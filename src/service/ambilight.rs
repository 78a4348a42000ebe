use std::sync::atomic::{AtomicBool, Ordering};
use std::sync::Arc;

use async_trait::async_trait;
use serde::de::DeserializeOwned;
use serde::Serialize;
use tokio::sync::OnceCell;

use super::{report_failure, ThingHandler, ThingStatus, ThingStatusDetail, TvService};
use crate::api::connection::DeviceConnection;
use crate::api::paths::*;
use crate::error::AppError;
use crate::models::ambilight::{
    AmbilightColor, AmbilightConfig, AmbilightMode, AmbilightPower, AmbilightStyle,
    AmbilightTopology,
};
use crate::models::channel::{AmbilightSide, Channel};
use crate::models::command::{Command, HsbColor, OnOff, Percent, State};
use crate::models::settings::{DataValue, SettingsUpdate};

const AMBILIGHT_HUE_NODE_ID: u32 = 2131230774;
const AMBILIGHT_BRIGHTNESS_NODE_ID: u32 = 2131230769;

/// Ambilight channels of one TV.
pub struct AmbilightService {
    handler: Arc<dyn ThingHandler>,
    connection: Arc<dyn DeviceConnection>,
    /// Fetched on first per-side color command, kept for the service's lifetime.
    topology: OnceCell<AmbilightTopology>,
    reported_offline: AtomicBool,
}

impl AmbilightService {
    pub fn new(handler: Arc<dyn ThingHandler>, connection: Arc<dyn DeviceConnection>) -> Self {
        Self {
            handler,
            connection,
            topology: OnceCell::new(),
            reported_offline: AtomicBool::new(false),
        }
    }

    /// Run a command against the TV, returning any failure to the caller.
    pub async fn execute(&self, channel: Channel, command: Command) -> Result<(), AppError> {
        match (channel, command) {
            (Channel::Power, Command::OnOff(state)) => self.set_power(state).await,
            (Channel::Power, Command::Refresh) => {
                let power = self.power().await?;
                self.handler.post_update_channel(
                    Channel::Power,
                    State::OnOff(power.is_powered_on().into()),
                );
                Ok(())
            }
            (Channel::HuePower, Command::OnOff(state)) => self.set_hue_power(state).await,
            (Channel::Style, Command::String(style)) => self.set_style(&style.parse()?).await,
            (Channel::Style, Command::Refresh) => {
                let config = self.config().await?;
                self.handler.post_update_channel(
                    Channel::Style,
                    State::String(config.style_with_algorithm()),
                );
                Ok(())
            }
            (Channel::Color, Command::Hsb(color)) => self.set_all_colors(&color).await,
            (Channel::Color, Command::Refresh) => {
                // Only expert configurations carry a static color.
                if let Some(color) = self.config().await?.color() {
                    self.handler
                        .post_update_channel(Channel::Color, State::Hsb(color.to_hsb()?));
                }
                Ok(())
            }
            (Channel::SideColor(side), Command::Hsb(color)) => {
                self.set_side_color(side, &color).await
            }
            (channel, Command::Percent(percent)) if channel.is_color() => {
                self.set_brightness(percent).await
            }
            (_, Command::Refresh) => Ok(()),
            (channel, command) => {
                tracing::warn!("Unknown command: {} for Channel {}", command, channel);
                Ok(())
            }
        }
    }

    /// Pixel layout of the strip, fetched from the TV at most once.
    pub async fn topology(&self) -> Result<AmbilightTopology, AppError> {
        self.topology
            .get_or_try_init(|| self.get_json(AMBILIGHT_TOPOLOGY_PATH))
            .await
            .copied()
    }

    pub async fn mode(&self) -> Result<AmbilightMode, AppError> {
        self.get_json(AMBILIGHT_MODE_PATH).await
    }

    async fn power(&self) -> Result<AmbilightPower, AppError> {
        self.get_json(AMBILIGHT_POWERSTATE_PATH).await
    }

    async fn config(&self) -> Result<AmbilightConfig, AppError> {
        self.get_json(AMBILIGHT_CONFIG_PATH).await
    }

    async fn set_power(&self, state: OnOff) -> Result<(), AppError> {
        match state {
            OnOff::Off => {
                self.post_json(AMBILIGHT_POWERSTATE_PATH, &AmbilightPower::off())
                    .await
            }
            // Powering on through the power path selects FOLLOW_COLOR, so go via the style.
            OnOff::On => self.set_style(&AmbilightStyle::follow_video()).await,
        }
    }

    async fn set_hue_power(&self, state: OnOff) -> Result<(), AppError> {
        let update = SettingsUpdate::toggle(AMBILIGHT_HUE_NODE_ID, state == OnOff::On);
        self.post_json(UPDATE_SETTINGS_PATH, &update).await
    }

    async fn set_style(&self, style: &AmbilightStyle) -> Result<(), AppError> {
        self.post_json(AMBILIGHT_CONFIG_PATH, &AmbilightConfig::from_style(style))
            .await
    }

    async fn set_all_colors(&self, color: &HsbColor) -> Result<(), AppError> {
        let config = AmbilightConfig::static_color(AmbilightColor::from_hsb(color));
        self.post_json(AMBILIGHT_CONFIG_PATH, &config).await
    }

    async fn set_side_color(&self, side: AmbilightSide, color: &HsbColor) -> Result<(), AppError> {
        let topology = self.topology().await?;
        // the TV only renders cached pixels in manual mode
        self.post_json(AMBILIGHT_MODE_PATH, &AmbilightMode::manual())
            .await?;
        let frame = topology.side_frame(side, color.to_rgb_percent());
        self.post_json(AMBILIGHT_CACHED_PATH, &frame).await
    }

    async fn set_brightness(&self, percent: Percent) -> Result<(), AppError> {
        let level = i64::from(percent.value() / 10);
        let update = SettingsUpdate::single(AMBILIGHT_BRIGHTNESS_NODE_ID, DataValue::Integer(level));
        self.post_json(UPDATE_SETTINGS_PATH, &update).await
    }

    async fn get_json<T: DeserializeOwned>(&self, path: &str) -> Result<T, AppError> {
        let body = self.connection.get(path).await?;
        Ok(serde_json::from_slice(&body)?)
    }

    async fn post_json<T: Serialize + ?Sized>(&self, path: &str, body: &T) -> Result<(), AppError> {
        let json = serde_json::to_string(body)?;
        tracing::debug!("Post {} json: {}", path, json);
        self.connection.post(path, &json).await
    }
}

#[async_trait]
impl TvService for AmbilightService {
    async fn handle_command(&self, channel_id: &str, command: Command) {
        let Some(channel) = Channel::from_id(channel_id) else {
            if !command.is_refresh() {
                tracing::warn!("Unknown command: {} for Channel {}", command, channel_id);
            }
            return;
        };

        let description = command.to_string();
        match self.execute(channel, command).await {
            Ok(()) => {
                if self.reported_offline.swap(false, Ordering::Relaxed) {
                    self.handler
                        .post_update_thing(ThingStatus::Online, ThingStatusDetail::None, "");
                }
            }
            Err(err) => {
                if report_failure(self.handler.as_ref(), &err, channel, &description) {
                    self.reported_offline.store(true, Ordering::Relaxed);
                }
            }
        }
    }
}
use std::time::Duration;

use crate::error::AppError;

/// JointSpace listens on 1926 for HTTPS on Android TVs.
pub const DEFAULT_PORT: u16 = 1926;
pub const DEFAULT_TIMEOUT_SECS: u64 = 5;

#[derive(Debug, Clone, Copy, PartialEq, Eq)]
pub enum OutputMode {
    Json,
    Table,
}

#[derive(Debug, Clone)]
pub struct RuntimeConfig {
    pub output_mode: OutputMode,
}

/// Where and how to reach the TV.
#[derive(Debug, Clone)]
pub struct TvConfig {
    pub base_url: String,
    pub timeout: Duration,
    /// TVs ship self-signed certificates.
    pub accept_invalid_certs: bool,
}

impl TvConfig {
    /// Resolve the base URL from an explicit URL or a bare host.
    ///
    /// An explicit URL wins; a host becomes `https://<host>:1926`.
    pub fn resolve(
        url: Option<&str>,
        host: Option<&str>,
        timeout_secs: u64,
    ) -> Result<Self, AppError> {
        let base_url = match (url, host) {
            (Some(url), _) if !url.is_empty() => url.trim_end_matches('/').to_string(),
            (_, Some(host)) if !host.is_empty() => {
                if host.contains(':') {
                    format!("https://{}", host)
                } else {
                    format!("https://{}:{}", host, DEFAULT_PORT)
                }
            }
            _ => {
                return Err(AppError::InvalidInput(
                    "TV host is required. Pass --host or set AMBICTL_HOST.".into(),
                ))
            }
        };

        Ok(Self {
            base_url,
            timeout: Duration::from_secs(timeout_secs),
            accept_invalid_certs: true,
        })
    }
}

#[cfg(test)]
mod tests {
    use super::*;

    #[test]
    fn test_resolve_from_host() {
        let config = TvConfig::resolve(None, Some("192.168.1.20"), 5).unwrap();
        assert_eq!(config.base_url, "https://192.168.1.20:1926");
        assert_eq!(config.timeout, Duration::from_secs(5));
    }

    #[test]
    fn test_resolve_host_with_port() {
        let config = TvConfig::resolve(None, Some("tv.local:1925"), 5).unwrap();
        assert_eq!(config.base_url, "https://tv.local:1925");
    }

    #[test]
    fn test_url_wins_over_host() {
        let config =
            TvConfig::resolve(Some("http://127.0.0.1:8080/"), Some("192.168.1.20"), 5).unwrap();
        assert_eq!(config.base_url, "http://127.0.0.1:8080");
    }

    #[test]
    fn test_missing_host() {
        let err = TvConfig::resolve(None, None, 5).unwrap_err();
        assert!(matches!(err, AppError::InvalidInput(_)));
    }
}
pub mod client;
pub mod connection;
pub mod paths;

------------------------------------------------------------------------

# Instructions to follow
Every line above that carries the string "OnOff" should be copied.

# Solution
use crate::models::command::{Command, HsbColor, OnOff, Percent, State};
            (Channel::Power, Command::OnOff(state)) => self.set_power(state).await,
                    State::OnOff(power.is_powered_on().into()),
            (Channel::HuePower, Command::OnOff(state)) => self.set_hue_power(state).await,
    async fn set_power(&self, state: OnOff) -> Result<(), AppError> {
            OnOff::Off => {
            OnOff::On => self.set_style(&AmbilightStyle::follow_video()).await,
    async fn set_hue_power(&self, state: OnOff) -> Result<(), AppError> {
        let update = SettingsUpdate::toggle(AMBILIGHT_HUE_NODE_ID, state == OnOff::On);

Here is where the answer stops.